*** Opening Provided material ***

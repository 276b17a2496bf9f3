//! Process-local store used for development and tests. It mirrors the
//! Postgres schema rules (check constraints, unique indexes, foreign keys)
//! closely enough that services behave identically on both backends.

use std::collections::BTreeMap;
use std::sync::Arc;

use tokio::sync::{Mutex, MutexGuard, OwnedMutexGuard};

use crate::error::{Error, Result};
use crate::models::{Category, Entity, EntityKey, Product, User};

#[derive(Debug, Clone)]
pub struct MemoryTable<E: Entity> {
    rows: BTreeMap<E::Key, E>,
    sequence: i64,
}

impl<E: Entity> Default for MemoryTable<E> {
    fn default() -> Self {
        Self {
            rows: BTreeMap::new(),
            sequence: 0,
        }
    }
}

impl<E: Entity> MemoryTable<E> {
    /// Rows ordered by key.
    pub fn rows(&self, include_deleted: bool) -> Vec<E> {
        self.live(include_deleted).cloned().collect()
    }

    pub fn get(&self, id: &E::Key, include_deleted: bool) -> Option<E> {
        self.rows
            .get(id)
            .filter(|row| include_deleted || !row.is_deleted())
            .cloned()
    }

    pub fn live(&self, include_deleted: bool) -> impl Iterator<Item = &E> + '_ {
        self.rows
            .values()
            .filter(move |row| include_deleted || !row.is_deleted())
    }

    pub fn len(&self) -> usize {
        self.rows.len()
    }

    pub fn is_empty(&self) -> bool {
        self.rows.is_empty()
    }

    pub(crate) fn insert(&mut self, mut row: E) -> Result<E> {
        if row.id().is_unset() {
            row.set_id(E::Key::generate(&mut self.sequence));
        }
        let id = row.id();
        if self.rows.contains_key(&id) {
            return Err(Error::Constraint(format!(
                "duplicate key value {} for {}",
                id,
                E::NAME
            )));
        }
        self.rows.insert(id, row.clone());
        Ok(row)
    }

    /// Replaces a stored row. Creation audit fields are never overwritten.
    pub(crate) fn replace(&mut self, mut row: E) -> Result<E> {
        let id = row.id();
        let Some(existing) = self.rows.get(&id) else {
            return Err(Error::Conflict(format!(
                "{} with key {} no longer exists",
                E::NAME,
                id
            )));
        };
        let created_at = existing.audit().created_at;
        let created_by = existing.audit().created_by.clone();
        let audit = row.audit_mut();
        audit.created_at = created_at;
        audit.created_by = created_by;
        self.rows.insert(id, row.clone());
        Ok(row)
    }
}

#[derive(Debug, Clone, Default)]
pub struct MemoryTables {
    pub categories: MemoryTable<Category>,
    pub products: MemoryTable<Product>,
    pub users: MemoryTable<User>,
}

#[derive(Debug, Clone, Default)]
pub struct MemoryDatabase {
    tables: Arc<Mutex<MemoryTables>>,
}

impl MemoryDatabase {
    pub fn new() -> Self {
        Self::default()
    }

    pub async fn lock(&self) -> MutexGuard<'_, MemoryTables> {
        self.tables.lock().await
    }

    /// Exclusive access for the lifetime of a transaction.
    pub(crate) async fn lock_owned(&self) -> OwnedMutexGuard<MemoryTables> {
        self.tables.clone().lock_owned().await
    }
}

/// An open transaction on the memory store. Writers hold the store lock
/// until commit; dropping without commit restores the snapshot.
pub struct MemoryTransaction {
    tables: OwnedMutexGuard<MemoryTables>,
    snapshot: Option<MemoryTables>,
}

impl MemoryTransaction {
    pub(crate) async fn begin(db: &MemoryDatabase) -> Self {
        let tables = db.lock_owned().await;
        let snapshot = Some(tables.clone());
        Self { tables, snapshot }
    }

    pub(crate) fn tables(&self) -> &MemoryTables {
        &self.tables
    }

    pub(crate) fn tables_mut(&mut self) -> &mut MemoryTables {
        &mut self.tables
    }

    pub(crate) fn commit(mut self) {
        self.snapshot = None;
    }
}

impl Drop for MemoryTransaction {
    fn drop(&mut self) {
        if let Some(snapshot) = self.snapshot.take() {
            *self.tables = snapshot;
        }
    }
}
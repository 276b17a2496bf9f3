use std::sync::Arc;

use tracing::{info, warn};
use uuid::Uuid;

use super::crud_service::{persistence_error, CrudService};
use crate::config::Config;
use crate::dto::user_dto::{LoginPayload, LoginResponse, RegisterPayload, UserDto};
use crate::error::{Error, Result};
use crate::models::{Entity, User};
use crate::repositories::UnitOfWork;
use crate::utils::{crypto, token};

pub const MIN_PASSWORD_LENGTH: usize = 8;

#[derive(Clone)]
pub struct UserService {
    uow: Arc<UnitOfWork>,
    crud: CrudService<UserDto>,
}

impl UserService {
    pub fn new(uow: Arc<UnitOfWork>) -> Self {
        Self {
            crud: CrudService::new(uow.clone()),
            uow,
        }
    }

    pub async fn register(&self, payload: &RegisterPayload) -> Result<UserDto> {
        let email = payload.email.trim();
        if email.is_empty() {
            return Err(Error::field("email", "Email is required"));
        }
        if payload.user_name.trim().is_empty() {
            return Err(Error::field("user_name", "User name is required"));
        }
        if payload.password.chars().count() < MIN_PASSWORD_LENGTH {
            return Err(Error::field(
                "password",
                format!("Password must be at least {} characters", MIN_PASSWORD_LENGTH),
            ));
        }
        if self.find_by_email(email).await?.is_some() {
            return Err(Error::business(
                "USER_EXISTS",
                format!("A user with email '{}' already exists", email),
            ));
        }

        let user = User {
            email: email.to_string(),
            user_name: payload.user_name.trim().to_string(),
            password_hash: crypto::hash_password(&payload.password)?,
            first_name: payload.first_name.clone(),
            last_name: payload.last_name.clone(),
            ..User::default()
        };
        let tracked = self.uow.users().add(user);
        self.uow.save_changes().await.map_err(|err| {
            persistence_error(err, "REGISTER_FAILED", "Failed to register user".to_string())
        })?;

        let created = tracked.get();
        info!(user_id = %created.id, "User registered");
        Ok(UserDto::from(&created))
    }

    /// Checks credentials, stamps the login time and issues an access token.
    pub async fn login(&self, payload: &LoginPayload, config: &Config) -> Result<LoginResponse> {
        let invalid = || Error::Unauthorized("Invalid email or password".to_string());

        let Some(mut user) = self.find_by_email(&payload.email).await? else {
            warn!("Login attempt for unknown email");
            return Err(invalid());
        };
        if !user.is_active {
            warn!(user_id = %user.id, "Login attempt for inactive user");
            return Err(invalid());
        }
        if !crypto::verify_password(&payload.password, &user.password_hash)? {
            warn!(user_id = %user.id, "Login attempt with wrong password");
            return Err(invalid());
        }

        let now = self.uow.clock().now();
        user.last_login_at = Some(now);
        let tracked = self.uow.users().update(user);
        self.uow.save_changes().await?;
        let user = tracked.get();

        let access_token = token::issue_access_token(
            &config.jwt_secret,
            &user.id.to_string(),
            &user.email,
            config.jwt_ttl_minutes,
            now,
        )?;
        info!(user_id = %user.id, "User logged in");
        Ok(LoginResponse {
            access_token,
            token_type: "Bearer".to_string(),
            expires_in: config.jwt_ttl_minutes.saturating_mul(60),
            user: UserDto::from(&user),
        })
    }

    pub async fn get_by_id(&self, id: Uuid) -> Result<Option<UserDto>> {
        self.crud.get_by_id(id).await
    }

    pub async fn get_all(&self) -> Result<Vec<UserDto>> {
        let mut users = self.crud.get_all().await?;
        users.sort_by(|a, b| a.email.cmp(&b.email));
        Ok(users)
    }

    pub async fn get_by_email(&self, email: &str) -> Result<Option<UserDto>> {
        if email.trim().is_empty() {
            return Err(Error::field("email", "Email cannot be empty"));
        }
        let found = self.find_by_email(email).await.map_err(|err| {
            persistence_error(
                err,
                "GET_USER_BY_EMAIL_FAILED",
                format!("Failed to find user by email '{}'", email),
            )
        })?;
        Ok(found.as_ref().map(UserDto::from))
    }

    /// Active users ordered by first name, then last name.
    pub async fn get_active_users(&self) -> Result<Vec<UserDto>> {
        let outcome: Result<Vec<UserDto>> = async {
            let mut users = self.uow.users().find(|user| user.is_active).await?;
            sort_by_name(&mut users);
            Ok(users.iter().map(UserDto::from).collect())
        }
        .await;
        outcome.map_err(|err| {
            persistence_error(
                err,
                "GET_ACTIVE_USERS_FAILED",
                "Failed to retrieve active users".to_string(),
            )
        })
    }

    pub async fn search_users(&self, term: &str) -> Result<Vec<UserDto>> {
        let term = term.trim().to_lowercase();
        if term.is_empty() {
            return Err(Error::field("q", "Search term cannot be empty"));
        }
        let outcome: Result<Vec<UserDto>> = async {
            let needle = term.clone();
            let mut users = self
                .uow
                .users()
                .find(move |user| user.matches_term(&needle))
                .await?;
            sort_by_name(&mut users);
            Ok(users.iter().map(UserDto::from).collect())
        }
        .await;
        outcome.map_err(|err| {
            persistence_error(
                err,
                "SEARCH_USERS_FAILED",
                format!("Failed to search users with term '{}'", term),
            )
        })
    }

    /// Accepts either the user id or the email address.
    pub async fn update_last_login(&self, email_or_id: &str) -> Result<()> {
        let outcome: Result<()> = async {
            let user = match Uuid::parse_str(email_or_id.trim()) {
                Ok(id) => self.uow.users().get_by_id(id).await?,
                Err(_) => self.find_by_email(email_or_id).await?,
            };
            let mut user = user.ok_or_else(|| Error::not_found(User::NAME, email_or_id))?;
            user.last_login_at = Some(self.uow.clock().now());
            self.uow.users().update(user);
            self.uow.save_changes().await?;
            Ok(())
        }
        .await;
        outcome.map_err(|err| {
            persistence_error(
                err,
                "UPDATE_LAST_LOGIN_FAILED",
                format!("Failed to update last login for '{}'", email_or_id),
            )
        })
    }

    pub async fn update(&self, dto: &UserDto) -> Result<UserDto> {
        if self.uow.users().get_by_id(dto.id).await?.is_none() {
            return Err(Error::not_found(User::NAME, dto.id));
        }
        if let Some(existing) = self.find_by_email(&dto.email).await? {
            if existing.id != dto.id {
                return Err(Error::business(
                    "EMAIL_EXISTS",
                    format!("Email '{}' is already used by another user", dto.email.trim()),
                ));
            }
        }
        self.crud.update(dto).await
    }

    pub async fn delete(&self, id: Uuid) -> Result<()> {
        self.crud.delete(id).await
    }

    async fn find_by_email(&self, email: &str) -> Result<Option<User>> {
        let email = email.trim().to_lowercase();
        let mut matches = self
            .uow
            .users()
            .find(move |user| user.email.to_lowercase() == email)
            .await?;
        Ok(matches.pop())
    }
}

fn sort_by_name(users: &mut [User]) {
    users.sort_by(|a, b| {
        a.first_name
            .cmp(&b.first_name)
            .then_with(|| a.last_name.cmp(&b.last_name))
    });
}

*** Closing Provided material ***

* Exercise instructions:
Show, from the records above, every line that includes "used".

* Result:
//! Process-local store used for development and tests. It mirrors the
                    format!("Email '{}' is already used by another user", dto.email.trim()),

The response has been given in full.